In the GitHub repo for my AWS SageMaker project, commits are labelled as being created by the user "EC2 Default User".
How do I customize the name of this user in SageMaker so that it is used every time I start my Notebook Instance?
In the GitHub repo for my AWS SageMaker project, commits are labelled as being created by the user "EC2 Default User".
How do I customize the name of this user in SageMaker so that it is used every time I start my Notebook Instance?
To systematically fix this issue you can use Start notebook configuration in Lifecycle configurations.
Here is the script template:
#!/bin/bash
set -e
cat << EOF >> /home/ec2-user/.gitconfig
[user]
name = John Doe
email = johndoe@example.com
EOF
Please, replace name
and email
with your actual values.
This script will append lines to .gitconfig
file for ec2-user
on SageMaker's machine.
That's the same effect you can manually achieve with following 2 commands:
git config --global user.name "John Doe"
git config --global user.email johndoe@example.com
Because of SageMaker's Notebook Instances start/stop policy:
Only files and data saved within the /home/ec2-user/SageMaker folder persist between notebook instance sessions.
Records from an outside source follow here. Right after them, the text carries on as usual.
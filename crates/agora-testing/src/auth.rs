//! Request helpers for routes guarded by the bearer-token extractor.

use axum::http::HeaderValue;

/// `Authorization` header value carrying `token` with the bearer scheme.
pub fn bearer_value(token: &str) -> HeaderValue {
    HeaderValue::from_str(&format!("Bearer {token}")).unwrap()
}
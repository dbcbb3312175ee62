use axum::http::{HeaderValue, StatusCode, header};
use axum::response::{IntoResponse, Response};

/// Error variants shared by every Agora HTTP surface.
#[derive(Debug, thiserror::Error)]
pub enum AppError {
    /// Missing, malformed, forged or expired bearer token. The cause is never
    /// surfaced to the client.
    #[error("Could not validate credentials")]
    Unauthorized,
    #[error("internal server error")]
    Internal(#[from] anyhow::Error),
}

impl AppError {
    pub fn kind(&self) -> &'static str {
        match self {
            Self::Unauthorized => "UNAUTHORIZED",
            Self::Internal(_) => "INTERNAL",
        }
    }
}

/// JSON body used by all Agora error responses.
pub fn error_body(kind: &str, detail: &str) -> axum::Json<serde_json::Value> {
    axum::Json(serde_json::json!({
        "kind": kind,
        "detail": detail,
    }))
}

/// `WWW-Authenticate` challenge attached to every 401.
pub fn bearer_challenge() -> (header::HeaderName, HeaderValue) {
    (header::WWW_AUTHENTICATE, HeaderValue::from_static("Bearer"))
}

impl IntoResponse for AppError {
    fn into_response(self) -> Response {
        let body = error_body(self.kind(), &self.to_string());
        match self {
            Self::Unauthorized => {
                (StatusCode::UNAUTHORIZED, [bearer_challenge()], body).into_response()
            }
            Self::Internal(ref e) => {
                // 4xx are expected client errors and already covered by the trace layer.
                tracing::error!(error = %e, kind = "INTERNAL", "internal error");
                (StatusCode::INTERNAL_SERVER_ERROR, body).into_response()
            }
        }
    }
}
Files and data that are saved outside this directory are overwritten when the notebook instance stops and restarts.
you need to add this as Start notebook script, so it will be run every time Notebook Instance is started.
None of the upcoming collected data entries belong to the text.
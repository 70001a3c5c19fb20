//! Environment variable access for `dbx_demo`.
//!
//! Configuration is read through the [`EnvProvider`] trait so that the code
//! building client contexts never touches the process environment directly.
//! [`standard::StandardEnv`] reads the real process environment and
//! [`simulator::SimulatorEnv`] keeps an in-memory set of variables for tests.
//!
//! Settings may also come from an optional `.env` file, loaded once at
//! process start with [`load_env_file`].

#![cfg_attr(feature = "fail-on-warnings", deny(warnings))]
#![warn(clippy::all, clippy::pedantic, clippy::nursery, clippy::cargo)]
#![allow(clippy::multiple_crate_versions)]

use std::{
    collections::BTreeMap,
    path::{Path, PathBuf},
};

use thiserror::Error;

#[cfg(feature = "simulator")]
pub mod simulator;
#[cfg(feature = "std")]
pub mod standard;

#[cfg(feature = "std")]
pub use standard::{StandardEnv, var_opt};

/// Errors that can occur when reading configuration values
#[derive(Debug, Error)]
pub enum EnvError {
    #[error("Environment variable '{0}' not found")]
    NotFound(String),
    #[error("Environment variable '{name}' is invalid: {message}")]
    Invalid { name: String, message: String },
    #[error(transparent)]
    EnvFile(#[from] dotenvy::Error),
}

/// Result type for environment operations
pub type Result<T> = std::result::Result<T, EnvError>;

/// Source of configuration values keyed by environment variable name.
pub trait EnvProvider: Send + Sync {
    /// Get an environment variable as a string
    ///
    /// # Errors
    ///
    /// * If the environment variable is not found
    fn var(&self, name: &str) -> Result<String>;

    /// Get all environment variables
    fn vars(&self) -> BTreeMap<String, String>;

    /// Get an environment variable with a default value
    fn var_or(&self, name: &str, default: &str) -> String {
        self.var(name).unwrap_or_else(|_| default.to_string())
    }

    /// Get an environment variable, treating a missing or blank value as `None`
    fn var_opt(&self, name: &str) -> Option<String> {
        self.var(name).ok().filter(|value| !value.trim().is_empty())
    }

    /// Get a required environment variable, rejecting blank values
    ///
    /// # Errors
    ///
    /// * If the environment variable is missing or blank
    fn require(&self, name: &str) -> Result<String> {
        self.var_opt(name)
            .ok_or_else(|| EnvError::NotFound(name.to_string()))
    }
}

impl<T: EnvProvider + ?Sized> EnvProvider for &T {
    fn var(&self, name: &str) -> Result<String> {
        (**self).var(name)
    }

    fn vars(&self) -> BTreeMap<String, String> {
        (**self).vars()
    }
}

/// Loads `KEY=value` pairs from a settings file into the process environment.
///
/// Variables that are already set in the process environment win over the
/// file. A missing file is not an error and yields `Ok(None)`.
///
/// # Errors
///
/// * If the file exists but cannot be read or parsed
pub fn load_env_file(path: &Path) -> Result<Option<PathBuf>> {
    match dotenvy::from_path(path) {
        Ok(()) => {
            log::debug!("Loaded settings from {}", path.display());
            Ok(Some(path.to_path_buf()))
        }
        Err(dotenvy::Error::Io(err)) if err.kind() == std::io::ErrorKind::NotFound => {
            log::debug!("No settings file at {}", path.display());
            Ok(None)
        }
        Err(err) => Err(err.into()),
    }
}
Here is a screenshot how it looks like from AWS Web Console:
Start script config example
Are you pushing from an ec2 instance?
The commit author has nothing to do with which ssh key is used to authenticate the push.
It has to do with the current Git config:
git config user.name
git config user.email
Make sure the values for those local settings are correct (local for the EC2 Git repo), and the next new commits will be with the right author.
I copied and give credit to this post: How to change user identity when git pushing via ssh?
You can also use the built-in Git integration of the SageMaker notebooks to define the user name (and provide the password for it).